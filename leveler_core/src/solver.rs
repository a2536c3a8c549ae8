//! Screw solver: per-corner bilinear influence maps and the adjustment
//! computation/simulation built on them.

use serde::Serialize;

use crate::bed::{Corner, corner_height_of};
use crate::error::Result;
use crate::mesh::Mesh;
use crate::screw::{RotationDirection, Screw, ScrewConfig, ScrewMotion};

/// One recommended screw correction.
#[derive(Debug, Clone, PartialEq, Serialize)]
pub struct ScrewAdjustment {
    pub corner: Corner,
    pub minutes: f64,
    pub degrees: f64,
    pub direction: RotationDirection,
    pub current_height: f64,
    pub target_height: f64,
    /// Urgency tier, 1 (most urgent) to 4.
    pub priority: u8,
    /// Full turns, minutes / 60.
    pub turns: f64,
}

impl ScrewAdjustment {
    #[inline]
    pub fn deviation(&self) -> f64 {
        (self.current_height - self.target_height).abs()
    }
}

/// Per-corner bilinear weight maps, normalized so the four maps sum to 1
/// at every grid point. Derived read-only artifact keyed by grid shape;
/// rebuilt whole whenever the shape changes, never patched in place.
#[derive(Debug, Clone)]
pub struct CornerWeights {
    rows: usize,
    cols: usize,
    maps: [Mesh; 4],
}

impl CornerWeights {
    pub fn build(rows: usize, cols: usize) -> Self {
        if rows < 2 || cols < 2 {
            // Degenerate single-row/column grids: every corner moves every
            // point equally.
            let rows = rows.max(1);
            let cols = cols.max(1);
            let uniform = Mesh::filled_unchecked(rows, cols, 1.0);
            return Self {
                rows,
                cols,
                maps: [uniform.clone(), uniform.clone(), uniform.clone(), uniform],
            };
        }

        let zero = Mesh::filled_unchecked(rows, cols, 0.0);
        let mut raw = [zero.clone(), zero.clone(), zero.clone(), zero];

        for r in 0..rows {
            let rf = r as f64 / (rows - 1) as f64;
            for c in 0..cols {
                let cf = c as f64 / (cols - 1) as f64;
                raw[corner_slot(Corner::FrontLeft)].set(r, c, (1.0 - rf) * (1.0 - cf));
                raw[corner_slot(Corner::FrontRight)].set(r, c, (1.0 - rf) * cf);
                raw[corner_slot(Corner::BackLeft)].set(r, c, rf * (1.0 - cf));
                raw[corner_slot(Corner::BackRight)].set(r, c, rf * cf);
            }
        }

        // Renormalize against accumulated rounding; a zero total maps to 0.
        for r in 0..rows {
            for c in 0..cols {
                let total: f64 = raw.iter().map(|m| m.get(r, c)).sum();
                let correction = if total != 0.0 { 1.0 / total } else { 0.0 };
                for map in &mut raw {
                    let w = map.get(r, c) * correction;
                    map.set(r, c, w);
                }
            }
        }

        Self { rows, cols, maps: raw }
    }

    #[inline]
    pub fn shape(&self) -> (usize, usize) {
        (self.rows, self.cols)
    }

    #[inline]
    pub fn map(&self, corner: Corner) -> &Mesh {
        &self.maps[corner_slot(corner)]
    }
}

#[inline]
fn corner_slot(corner: Corner) -> usize {
    match corner {
        Corner::FrontLeft => 0,
        Corner::FrontRight => 1,
        Corner::BackLeft => 2,
        Corner::BackRight => 3,
    }
}

/// Computes per-corner screw adjustments against an ideal plane and
/// simulates their cumulative effect through the corner weight maps.
#[derive(Debug, Clone)]
pub struct ScrewSolver {
    screw: Screw,
    corner_averaging: usize,
    weights: CornerWeights,
}

impl ScrewSolver {
    pub fn new(rows: usize, cols: usize, screw_config: ScrewConfig, corner_averaging: usize) -> Self {
        Self {
            screw: Screw::new(screw_config),
            corner_averaging,
            weights: CornerWeights::build(rows, cols),
        }
    }

    pub fn from_settings(settings: &leveler_config::Settings) -> Self {
        Self::new(
            settings.bed.mesh_points_x,
            settings.bed.mesh_points_y,
            ScrewConfig::from(&settings.hardware),
            settings.hardware.corner_averaging,
        )
    }

    /// Swap the screw configuration; weight maps depend only on the grid
    /// shape and stay valid.
    pub fn set_screw_config(&mut self, screw_config: ScrewConfig) {
        self.screw = Screw::new(screw_config);
    }

    /// Swap the grid shape; rebuilds the weight maps from scratch.
    pub fn set_grid_shape(&mut self, rows: usize, cols: usize) {
        self.weights = CornerWeights::build(rows, cols);
        tracing::debug!(rows, cols, "rebuilt corner weight maps");
    }

    #[inline]
    pub fn weights(&self) -> &CornerWeights {
        &self.weights
    }

    #[inline]
    pub fn screw(&self) -> &Screw {
        &self.screw
    }

    fn priority_for(deviation: f64) -> u8 {
        if deviation > 0.4 {
            1
        } else if deviation > 0.3 {
            2
        } else if deviation > 0.2 {
            3
        } else {
            4
        }
    }

    /// Derive the screw corrections that move each corner of `mesh` toward
    /// `ideal`. No-op corners are filtered out; the rest are ordered most
    /// urgent and largest first.
    pub fn calculate_adjustments(&self, mesh: &Mesh, ideal: &Mesh) -> Result<Vec<ScrewAdjustment>> {
        mesh.ensure_same_shape(ideal)?;
        let mut adjustments = Vec::new();

        for corner in Corner::ALL {
            let (r, c) = corner.index(mesh.rows(), mesh.cols());
            let current = corner_height_of(mesh, corner, self.corner_averaging);
            let target = ideal.get(r, c);

            match self.screw.calculate_adjustment(current, target) {
                ScrewMotion::None => {}
                ScrewMotion::Rotate { minutes, direction } => {
                    let deviation = (current - target).abs();
                    adjustments.push(ScrewAdjustment {
                        corner,
                        minutes,
                        degrees: self.screw.minutes_to_degrees(minutes),
                        direction,
                        current_height: current,
                        target_height: target,
                        priority: Self::priority_for(deviation),
                        turns: minutes / 60.0,
                    });
                }
            }
        }

        adjustments.sort_by(|a, b| {
            a.priority
                .cmp(&b.priority)
                .then(b.deviation().total_cmp(&a.deviation()))
        });
        tracing::debug!(count = adjustments.len(), "screw adjustments derived");
        Ok(adjustments)
    }

    /// Apply one adjustment's height delta, scaled by the corner's weight
    /// map, to a fresh copy of `base`.
    pub fn simulate_adjustment(&self, adjustment: &ScrewAdjustment, base: &Mesh) -> Result<Mesh> {
        base.ensure_same_shape(self.weights.map(adjustment.corner))?;
        let height_change = self
            .screw
            .height_change_from_minutes(adjustment.minutes, adjustment.direction);
        base.plus_scaled(self.weights.map(adjustment.corner), height_change)
    }

    /// Apply a sequence of adjustments in order; later adjustments see the
    /// mesh already modified by earlier ones. Contributions are purely
    /// additive per corner, so the result is order-independent.
    pub fn simulate_sequence(&self, adjustments: &[ScrewAdjustment], base: &Mesh) -> Result<Mesh> {
        let mut mesh = base.clone();
        for adjustment in adjustments {
            mesh = self.simulate_adjustment(adjustment, &mesh)?;
        }
        Ok(mesh)
    }

    /// Peak-deviation reduction from applying a sequence.
    pub fn estimate_total_improvement(
        &self,
        adjustments: &[ScrewAdjustment],
        base: &Mesh,
    ) -> Result<f64> {
        let simulated = self.simulate_sequence(adjustments, base)?;
        Ok(base.peak_deviation() - simulated.peak_deviation())
    }
}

━━━━━━━━━━

» Exercise directions:
The answer must be a verbatim transcription of the entries above, from the first line through the line that contains "by grid shape;", and nothing more.

» Answer area:
filename leveler_core/src/solver.rs
repository a2536c3a8c549ae8
//! Screw solver: per-corner bilinear influence maps and the adjustment
//! computation/simulation built on them.

use serde::Serialize;

use crate::bed::{Corner, corner_height_of};
use crate::error::Result;
use crate::mesh::Mesh;
use crate::screw::{RotationDirection, Screw, ScrewConfig, ScrewMotion};

/// One recommended screw correction.
#[derive(Debug, Clone, PartialEq, Serialize)]
pub struct ScrewAdjustment {
    pub corner: Corner,
    pub minutes: f64,
    pub degrees: f64,
    pub direction: RotationDirection,
    pub current_height: f64,
    pub target_height: f64,
    /// Urgency tier, 1 (most urgent) to 4.
    pub priority: u8,
    /// Full turns, minutes / 60.
    pub turns: f64,
}

impl ScrewAdjustment {
    #[inline]
    pub fn deviation(&self) -> f64 {
        (self.current_height - self.target_height).abs()
    }
}

/// Per-corner bilinear weight maps, normalized so the four maps sum to 1
/// at every grid point. Derived read-only artifact keyed by grid shape;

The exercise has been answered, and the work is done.